The Life and Opinions of Tristram Shandy, Gentleman - Laurence Sterne [270]
4. Didius: generally taken to refer to Dr. Francis Topham, whom Sterne satirized under the name of Trim in A Political Romance (1759?). He is later characterized as “the great church lawyer” (III, xx). See Cash, Early Years, 129–30.
5. whim-wham: The double entendre is part of the word’s history. Although the OED gives the meaning as “A fantastic notion, odd fancy” or a “trifle,” one of the historical illustrations of the word is “He caus’d some forms of flowers twixt the Beast’s legges be painted to hide his whim wham” (1641). Florida establishes the likeliest source: Ozell’s gloss of the word in Rabelais, “men’s pissing tools” (4.32, 214, n. 2).
6. Dr. Kunastrokius: Dr. Richard Mead, a distinguished physician rumored to take pleasure in such activities.
7. HOBBY-HORSES: As well as hobbies and horses made from a wooden stick, this word suggests prostitutes and obsessions.

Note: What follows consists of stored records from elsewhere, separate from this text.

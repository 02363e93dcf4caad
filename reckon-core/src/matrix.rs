//! Core matrix and vector types

use std::fmt;

use nalgebra::DMatrix;
use serde::{Deserialize, Serialize};

use crate::error::ParseError;

/// Rectangular matrix of finite reals, row-major, at least 1×1.
///
/// Immutable once built: every operation that would change an entry
/// returns a new matrix instead.
#[derive(Debug, Clone, PartialEq, Serialize, Deserialize)]
#[serde(try_from = "Vec<Vec<f64>>", into = "Vec<Vec<f64>>")]
pub struct Matrix {
    data: Vec<Vec<f64>>,
    rows: usize,
    cols: usize,
}

impl Matrix {
    /// Create a new matrix from nested rows, validating rectangularity
    pub fn from_rows(data: Vec<Vec<f64>>) -> Result<Self, ParseError> {
        if data.is_empty() || data[0].is_empty() {
            return Err(ParseError::EmptyInput);
        }

        let rows = data.len();
        let cols = data[0].len();

        for (i, row) in data.iter().enumerate() {
            if row.len() != cols {
                return Err(ParseError::JaggedRows {
                    row: i,
                    expected: cols,
                    got: row.len(),
                });
            }
        }

        Ok(Self { data, rows, cols })
    }

    /// Create from a nalgebra matrix (rectangular by construction)
    pub fn from_dmatrix(m: DMatrix<f64>) -> Self {
        let rows = m.nrows();
        let cols = m.ncols();
        let data = (0..rows)
            .map(|i| (0..cols).map(|j| m[(i, j)]).collect())
            .collect();
        Self { data, rows, cols }
    }

    /// Get number of rows
    pub fn rows(&self) -> usize {
        self.rows
    }

    /// Get number of columns
    pub fn cols(&self) -> usize {
        self.cols
    }

    /// Get element at (row, col)
    pub fn get(&self, row: usize, col: usize) -> Option<f64> {
        self.data.get(row).and_then(|r| r.get(col)).copied()
    }

    /// Check if matrix is square
    pub fn is_square(&self) -> bool {
        self.rows == self.cols
    }

    /// Borrow the underlying rows
    pub fn as_rows(&self) -> &[Vec<f64>] {
        &self.data
    }

    /// Get a row as a slice
    pub fn row(&self, row: usize) -> Option<&[f64]> {
        self.data.get(row).map(|r| r.as_slice())
    }

    /// Get a column as a vector
    pub fn column(&self, col: usize) -> Option<Vector> {
        if col >= self.cols {
            return None;
        }
        Some(Vector::from_vec(
            self.data.iter().map(|row| row[col]).collect(),
        ))
    }

    /// Convert to a nalgebra matrix for arithmetic
    pub fn to_dmatrix(&self) -> DMatrix<f64> {
        DMatrix::from_fn(self.rows, self.cols, |i, j| self.data[i][j])
    }

    /// Reinterpret a single-row or single-column matrix as a vector
    pub fn to_vector(&self) -> Option<Vector> {
        if self.cols == 1 {
            self.column(0)
        } else if self.rows == 1 {
            Some(Vector::from_vec(self.data[0].clone()))
        } else {
            None
        }
    }
}

impl TryFrom<Vec<Vec<f64>>> for Matrix {
    type Error = ParseError;

    fn try_from(data: Vec<Vec<f64>>) -> Result<Self, Self::Error> {
        Matrix::from_rows(data)
    }
}

impl From<Matrix> for Vec<Vec<f64>> {
    fn from(m: Matrix) -> Self {
        m.data
    }
}

impl fmt::Display for Matrix {
    fn fmt(&self, f: &mut fmt::Formatter<'_>) -> fmt::Result {
        write!(f, "[")?;
        for (i, row) in self.data.iter().enumerate() {
            if i > 0 {
                write!(f, ", ")?;
            }
            write!(f, "[")?;
            for (j, val) in row.iter().enumerate() {
                if j > 0 {
                    write!(f, ", ")?;
                }
                write!(f, "{}", val)?;
            }
            write!(f, "]")?;
        }
        write!(f, "]")
    }
}

/// Ordered sequence of finite reals
///
/// Operations that accept either shape treat a vector as an n×1 matrix.
#[derive(Debug, Clone, PartialEq, Serialize, Deserialize)]
#[serde(transparent)]
pub struct Vector {
    data: Vec<f64>,
}

impl Vector {
    /// Create a new vector from a list of entries
    pub fn from_vec(data: Vec<f64>) -> Self {
        Self { data }
    }

    /// Get length of vector
    pub fn len(&self) -> usize {
        self.data.len()
    }

    /// Check if empty
    pub fn is_empty(&self) -> bool {
        self.data.is_empty()
    }

    /// Get element at index
    pub fn get(&self, index: usize) -> Option<f64> {
        self.data.get(index).copied()
    }

    /// Borrow the entries
    pub fn as_slice(&self) -> &[f64] {
        &self.data
    }

    /// Convert vector to an n×1 column matrix
    pub fn to_column_matrix(&self) -> Matrix {
        Matrix {
            data: self.data.iter().map(|&x| vec![x]).collect(),
            rows: self.data.len(),
            cols: 1,
        }
    }

    /// Convert vector to a 1×n row matrix
    pub fn to_row_matrix(&self) -> Matrix {
        Matrix {
            data: vec![self.data.clone()],
            rows: 1,
            cols: self.data.len(),
        }
    }
}

impl fmt::Display for Vector {
    fn fmt(&self, f: &mut fmt::Formatter<'_>) -> fmt::Result {
        write!(f, "[")?;
        for (i, val) in self.data.iter().enumerate() {
            if i > 0 {
                write!(f, ", ")?;
            }
            write!(f, "{}", val)?;
        }
        write!(f, "]")
    }
}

See the beginning of II, v.
8. running horses: obsolete term for race horses, though the phrase in this context suggests a venereal disease (Grose: “A clap or gleet”).
9. coins … maggots and their butterflies: collectors’ obsessions; though a “maggot” may mean also a “whimsical or perverse fancy” (OED) and hence describe all such hobbies.
CHAP. VIII
1. De gustibus non est disputandum: “There is no disputing tastes”; a Latin proverb. Cf. Tristram’s “every man to his own taste,” above, vii.
2. Moon … fiddler and painter: echoes John Dryden’s description of Zimri in Absalom and Achitophel, who “in the course of one revolving moon, / Was chemist, fiddler, statesman, and buffoon; / Then all for women, painting, rhyming, drinking, / Besides ten thousand freaks that died in thinking” (Absalom and Achitophel, in Dryden, Works, ed. Earl Miner and Vinton A. Dearing, 2:21, lines 549–52). Sterne himself painted and played the violin. On these topics, see R. F. Brissenden, “Sterne and Painting,” in Of Books and Humankind: Essays and Poems Presented to Bonamy Dobrée, ed. John Butt (London: Routledge & Kegan Paul, 1974), 93–108, and William Freedman, Laurence Sterne and the Origins of the Musical Novel (Athens: University of Georgia Press, 1972).
3. pads: horses, especially those that go at an easy pace.
4. dedication: For Sterne’s real dedication to William Pitt, which appeared in the second edition, see xliii. Comic dedications were written earlier by Swift, Fielding, Smollett, and Charlotte Charke, among others.
CHAP. IX
1. bringing his points to bear: The phrase turns into a sexual pun.
2. guineas: The guinea was worth one pound, one shilling.
3. daubing: an inartistic painting implicitly compared to the mud or clay and wattles used to form walls.
4. painter’s scale: Roger de Piles popularized this twenty-point scheme for ranking the qualities of painters in his Cours de peinture (1708). Sterne’s passage is full of terms of art. See Brissenden, I, viii, n. 2 above.
5. keeping: the maintenance of harmony of composition, especially in relation to representations of nearer and farther objects in a painting.
6. principal lights: in a painting, the main parts represented as lit by sources of illumination.
7. tout ensemble: literally, whole assemblage (French)—the harmonious composition of the painting.
8. Mr. Dodsley: Sterne had originally tried (unsuccessfully) to interest Robert Dodsley, a prominent London bookseller, in publishing his book. This volume and the second were published in York, but Dodsley’s brother James, who took over the business in March 1759, published the second edition of both later that year.
9. MOON … run mad: Lunacy was believed at an earlier time to be caused by phases of the moon.
10. CANDID and Miss CUNEGUND’S: the hero and heroine of Voltaire’s Candide, published in English translation as Candid: or, All for the Best earlier in 1759.
CHAP. X
1. country-talk: The OED, giving Sterne as the sole example, says “the talk of a … country-side,” but cf. Hamlet’s bawdy “country matters,” Hamlet, 3.2.116.